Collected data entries
··········
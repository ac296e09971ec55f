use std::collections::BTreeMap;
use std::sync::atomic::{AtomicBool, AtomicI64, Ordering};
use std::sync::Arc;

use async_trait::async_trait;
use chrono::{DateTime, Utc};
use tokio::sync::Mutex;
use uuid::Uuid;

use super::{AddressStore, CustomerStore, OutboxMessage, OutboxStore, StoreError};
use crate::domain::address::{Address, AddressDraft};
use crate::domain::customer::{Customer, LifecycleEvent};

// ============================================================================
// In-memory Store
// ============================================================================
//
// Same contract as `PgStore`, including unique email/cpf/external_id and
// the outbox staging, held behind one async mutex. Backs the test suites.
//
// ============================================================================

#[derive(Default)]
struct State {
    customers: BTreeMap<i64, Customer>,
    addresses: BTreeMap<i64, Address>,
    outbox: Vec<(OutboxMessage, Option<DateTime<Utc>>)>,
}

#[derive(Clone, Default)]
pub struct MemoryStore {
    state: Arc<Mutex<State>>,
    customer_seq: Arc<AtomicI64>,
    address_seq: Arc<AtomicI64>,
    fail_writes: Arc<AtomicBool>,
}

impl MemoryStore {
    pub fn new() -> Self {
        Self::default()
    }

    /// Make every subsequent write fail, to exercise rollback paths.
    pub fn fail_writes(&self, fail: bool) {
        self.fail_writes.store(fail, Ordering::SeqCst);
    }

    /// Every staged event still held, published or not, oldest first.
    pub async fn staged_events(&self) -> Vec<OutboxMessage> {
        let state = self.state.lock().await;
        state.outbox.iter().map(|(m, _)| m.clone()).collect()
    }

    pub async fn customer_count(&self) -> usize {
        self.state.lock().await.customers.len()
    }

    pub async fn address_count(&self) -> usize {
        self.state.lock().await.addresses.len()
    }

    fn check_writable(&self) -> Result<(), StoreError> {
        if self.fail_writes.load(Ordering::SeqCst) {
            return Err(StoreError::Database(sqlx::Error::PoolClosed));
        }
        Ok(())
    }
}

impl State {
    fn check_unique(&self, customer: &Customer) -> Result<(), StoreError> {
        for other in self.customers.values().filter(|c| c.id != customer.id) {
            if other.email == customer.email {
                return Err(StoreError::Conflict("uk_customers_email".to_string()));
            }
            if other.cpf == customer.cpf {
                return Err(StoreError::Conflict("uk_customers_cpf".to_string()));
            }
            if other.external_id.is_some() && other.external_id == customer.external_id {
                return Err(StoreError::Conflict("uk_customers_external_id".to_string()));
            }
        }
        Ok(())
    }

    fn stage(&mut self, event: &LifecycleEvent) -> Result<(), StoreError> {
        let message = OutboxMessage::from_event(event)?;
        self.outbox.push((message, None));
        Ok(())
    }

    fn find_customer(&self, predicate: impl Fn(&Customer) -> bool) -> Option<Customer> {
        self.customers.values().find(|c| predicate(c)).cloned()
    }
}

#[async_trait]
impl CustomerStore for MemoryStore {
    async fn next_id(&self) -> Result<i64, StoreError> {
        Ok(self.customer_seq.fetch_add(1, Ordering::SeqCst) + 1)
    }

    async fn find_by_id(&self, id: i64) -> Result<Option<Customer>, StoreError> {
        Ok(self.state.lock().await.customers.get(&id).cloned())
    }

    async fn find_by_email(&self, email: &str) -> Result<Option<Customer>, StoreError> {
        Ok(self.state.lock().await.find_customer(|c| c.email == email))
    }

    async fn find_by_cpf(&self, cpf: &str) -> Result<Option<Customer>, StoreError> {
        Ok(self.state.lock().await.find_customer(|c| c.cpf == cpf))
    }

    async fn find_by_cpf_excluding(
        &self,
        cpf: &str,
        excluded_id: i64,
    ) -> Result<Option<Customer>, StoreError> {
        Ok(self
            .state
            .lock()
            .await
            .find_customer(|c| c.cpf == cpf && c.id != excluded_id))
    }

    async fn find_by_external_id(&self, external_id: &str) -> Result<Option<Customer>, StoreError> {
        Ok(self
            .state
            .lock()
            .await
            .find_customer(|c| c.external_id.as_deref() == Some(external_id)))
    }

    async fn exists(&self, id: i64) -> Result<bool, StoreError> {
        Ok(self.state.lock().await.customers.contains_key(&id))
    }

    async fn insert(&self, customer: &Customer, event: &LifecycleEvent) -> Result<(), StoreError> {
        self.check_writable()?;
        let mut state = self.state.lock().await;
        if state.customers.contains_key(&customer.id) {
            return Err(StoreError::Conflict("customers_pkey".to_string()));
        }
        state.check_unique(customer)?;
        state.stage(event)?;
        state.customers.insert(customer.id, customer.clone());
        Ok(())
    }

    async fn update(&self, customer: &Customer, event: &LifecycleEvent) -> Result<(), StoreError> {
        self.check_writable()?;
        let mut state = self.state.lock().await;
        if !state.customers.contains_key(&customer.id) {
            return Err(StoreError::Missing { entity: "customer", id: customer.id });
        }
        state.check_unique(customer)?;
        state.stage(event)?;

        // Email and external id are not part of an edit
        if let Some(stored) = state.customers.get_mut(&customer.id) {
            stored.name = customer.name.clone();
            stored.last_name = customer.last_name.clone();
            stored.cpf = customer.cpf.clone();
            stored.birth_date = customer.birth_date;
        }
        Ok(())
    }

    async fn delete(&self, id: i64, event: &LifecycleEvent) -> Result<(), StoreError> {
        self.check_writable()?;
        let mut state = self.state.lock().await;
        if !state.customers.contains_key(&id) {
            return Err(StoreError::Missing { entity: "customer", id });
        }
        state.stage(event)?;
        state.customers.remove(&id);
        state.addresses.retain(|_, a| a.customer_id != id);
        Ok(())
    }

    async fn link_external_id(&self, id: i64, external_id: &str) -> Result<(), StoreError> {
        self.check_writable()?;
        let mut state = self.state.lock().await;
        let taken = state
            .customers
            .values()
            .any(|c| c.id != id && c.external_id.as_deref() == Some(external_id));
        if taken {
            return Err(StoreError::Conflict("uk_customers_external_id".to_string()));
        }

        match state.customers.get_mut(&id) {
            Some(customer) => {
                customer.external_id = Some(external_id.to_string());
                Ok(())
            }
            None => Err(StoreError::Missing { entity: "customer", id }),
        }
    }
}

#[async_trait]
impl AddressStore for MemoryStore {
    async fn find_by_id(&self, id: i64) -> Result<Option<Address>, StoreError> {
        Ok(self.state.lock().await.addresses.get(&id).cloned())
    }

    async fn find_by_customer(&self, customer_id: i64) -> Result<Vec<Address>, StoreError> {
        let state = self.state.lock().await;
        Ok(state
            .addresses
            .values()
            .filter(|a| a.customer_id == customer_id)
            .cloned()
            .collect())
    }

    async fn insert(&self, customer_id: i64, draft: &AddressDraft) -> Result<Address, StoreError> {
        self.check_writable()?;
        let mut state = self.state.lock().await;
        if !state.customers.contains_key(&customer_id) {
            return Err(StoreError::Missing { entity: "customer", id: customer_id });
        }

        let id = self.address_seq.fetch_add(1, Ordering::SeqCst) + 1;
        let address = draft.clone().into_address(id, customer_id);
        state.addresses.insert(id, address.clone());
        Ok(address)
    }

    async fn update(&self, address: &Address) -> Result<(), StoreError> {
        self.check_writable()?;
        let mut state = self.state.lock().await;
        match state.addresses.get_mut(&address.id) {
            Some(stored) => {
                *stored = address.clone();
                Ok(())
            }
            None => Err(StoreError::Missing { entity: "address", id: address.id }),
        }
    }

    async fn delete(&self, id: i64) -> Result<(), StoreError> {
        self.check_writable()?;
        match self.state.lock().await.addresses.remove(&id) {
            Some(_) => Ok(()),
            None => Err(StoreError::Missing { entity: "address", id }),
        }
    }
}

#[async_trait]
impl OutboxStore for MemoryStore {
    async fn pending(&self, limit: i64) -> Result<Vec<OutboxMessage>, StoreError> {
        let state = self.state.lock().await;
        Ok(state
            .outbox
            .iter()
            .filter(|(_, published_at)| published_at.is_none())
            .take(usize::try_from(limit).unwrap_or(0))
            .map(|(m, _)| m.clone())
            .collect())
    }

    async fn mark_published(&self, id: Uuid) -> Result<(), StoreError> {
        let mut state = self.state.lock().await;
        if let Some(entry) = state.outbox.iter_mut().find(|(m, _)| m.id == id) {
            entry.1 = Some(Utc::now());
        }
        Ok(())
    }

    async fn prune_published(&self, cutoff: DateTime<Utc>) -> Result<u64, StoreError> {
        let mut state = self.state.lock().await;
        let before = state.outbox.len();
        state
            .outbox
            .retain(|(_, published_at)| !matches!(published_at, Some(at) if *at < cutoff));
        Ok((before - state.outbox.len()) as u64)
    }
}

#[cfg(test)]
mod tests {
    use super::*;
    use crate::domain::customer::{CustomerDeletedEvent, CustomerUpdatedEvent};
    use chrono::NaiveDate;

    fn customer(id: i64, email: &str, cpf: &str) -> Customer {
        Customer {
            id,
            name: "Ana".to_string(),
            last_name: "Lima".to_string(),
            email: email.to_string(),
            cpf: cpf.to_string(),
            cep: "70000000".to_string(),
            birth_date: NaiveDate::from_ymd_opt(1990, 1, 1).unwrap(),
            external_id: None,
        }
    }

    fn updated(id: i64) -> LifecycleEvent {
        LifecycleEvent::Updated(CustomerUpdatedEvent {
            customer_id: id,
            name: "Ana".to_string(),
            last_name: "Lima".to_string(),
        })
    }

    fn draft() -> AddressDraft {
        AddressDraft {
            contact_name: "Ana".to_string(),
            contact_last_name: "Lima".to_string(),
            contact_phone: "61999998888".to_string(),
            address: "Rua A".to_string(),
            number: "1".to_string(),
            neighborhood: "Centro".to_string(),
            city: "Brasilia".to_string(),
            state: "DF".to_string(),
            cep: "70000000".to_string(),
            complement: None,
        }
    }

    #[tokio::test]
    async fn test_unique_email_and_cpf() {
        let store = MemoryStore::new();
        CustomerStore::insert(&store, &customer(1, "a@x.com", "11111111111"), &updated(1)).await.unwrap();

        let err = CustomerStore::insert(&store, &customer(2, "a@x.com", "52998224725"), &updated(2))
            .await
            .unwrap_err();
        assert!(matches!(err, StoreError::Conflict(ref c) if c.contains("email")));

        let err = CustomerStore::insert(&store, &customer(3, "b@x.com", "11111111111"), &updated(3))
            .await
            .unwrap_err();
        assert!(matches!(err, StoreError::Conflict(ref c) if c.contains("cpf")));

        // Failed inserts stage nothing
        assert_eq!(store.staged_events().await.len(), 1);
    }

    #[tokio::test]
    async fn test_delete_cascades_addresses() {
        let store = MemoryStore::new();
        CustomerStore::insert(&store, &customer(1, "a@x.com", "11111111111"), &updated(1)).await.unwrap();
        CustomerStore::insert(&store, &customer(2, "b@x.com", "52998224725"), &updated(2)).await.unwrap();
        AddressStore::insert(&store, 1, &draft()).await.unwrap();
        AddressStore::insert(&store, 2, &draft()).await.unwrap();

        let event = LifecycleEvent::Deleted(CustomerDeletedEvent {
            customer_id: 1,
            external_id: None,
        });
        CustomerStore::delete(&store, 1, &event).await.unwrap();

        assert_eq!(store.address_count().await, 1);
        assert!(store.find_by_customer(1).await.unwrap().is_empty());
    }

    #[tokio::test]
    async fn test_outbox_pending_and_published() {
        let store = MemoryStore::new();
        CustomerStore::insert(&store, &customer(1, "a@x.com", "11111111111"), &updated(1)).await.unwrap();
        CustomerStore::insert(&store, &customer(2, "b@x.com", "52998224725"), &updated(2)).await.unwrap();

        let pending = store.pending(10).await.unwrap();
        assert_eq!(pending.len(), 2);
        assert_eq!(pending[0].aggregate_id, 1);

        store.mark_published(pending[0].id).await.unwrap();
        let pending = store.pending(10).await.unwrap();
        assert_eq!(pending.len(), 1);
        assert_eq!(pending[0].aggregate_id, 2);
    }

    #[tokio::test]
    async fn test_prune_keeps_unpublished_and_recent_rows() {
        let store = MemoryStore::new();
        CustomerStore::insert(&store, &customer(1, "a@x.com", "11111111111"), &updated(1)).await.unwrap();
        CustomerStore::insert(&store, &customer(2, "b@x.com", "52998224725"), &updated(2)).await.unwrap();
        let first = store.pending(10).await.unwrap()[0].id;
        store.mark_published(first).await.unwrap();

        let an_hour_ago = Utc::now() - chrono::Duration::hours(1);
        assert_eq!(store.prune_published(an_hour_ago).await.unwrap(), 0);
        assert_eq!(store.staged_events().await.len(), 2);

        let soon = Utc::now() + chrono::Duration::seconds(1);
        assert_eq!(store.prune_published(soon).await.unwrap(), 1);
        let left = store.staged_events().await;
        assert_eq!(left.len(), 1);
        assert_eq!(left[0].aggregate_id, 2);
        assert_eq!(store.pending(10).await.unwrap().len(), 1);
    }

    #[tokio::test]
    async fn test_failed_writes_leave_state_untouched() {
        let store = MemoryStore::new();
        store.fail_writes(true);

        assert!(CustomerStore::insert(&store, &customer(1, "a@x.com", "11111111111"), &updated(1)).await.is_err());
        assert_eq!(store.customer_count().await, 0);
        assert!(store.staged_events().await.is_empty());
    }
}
··········
How many lines of the entries above include the word "OutboxMessage"? Answer with the number only.

5